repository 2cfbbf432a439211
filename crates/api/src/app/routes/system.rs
use axum::http::StatusCode;

pub async fn health() -> StatusCode {
    StatusCode::OK
}
use serde::Deserialize;

/// Query string of `DELETE /api/employees?employeeId=...`.
#[derive(Debug, Deserialize)]
pub struct DeleteEmployeeQuery {
    #[serde(rename = "employeeId")]
    pub employee_id: Option<String>,
}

## Goal of the exercise:
Exactly as given, repeat every record above.

## Solution:
repository 2cfbbf432a439211
filename crates/api/src/app/routes/system.rs
use axum::http::StatusCode;

pub async fn health() -> StatusCode {
    StatusCode::OK
}
use serde::Deserialize;

/// Query string of `DELETE /api/employees?employeeId=...`.
#[derive(Debug, Deserialize)]
pub struct DeleteEmployeeQuery {
    #[serde(rename = "employeeId")]
    pub employee_id: Option<String>,
}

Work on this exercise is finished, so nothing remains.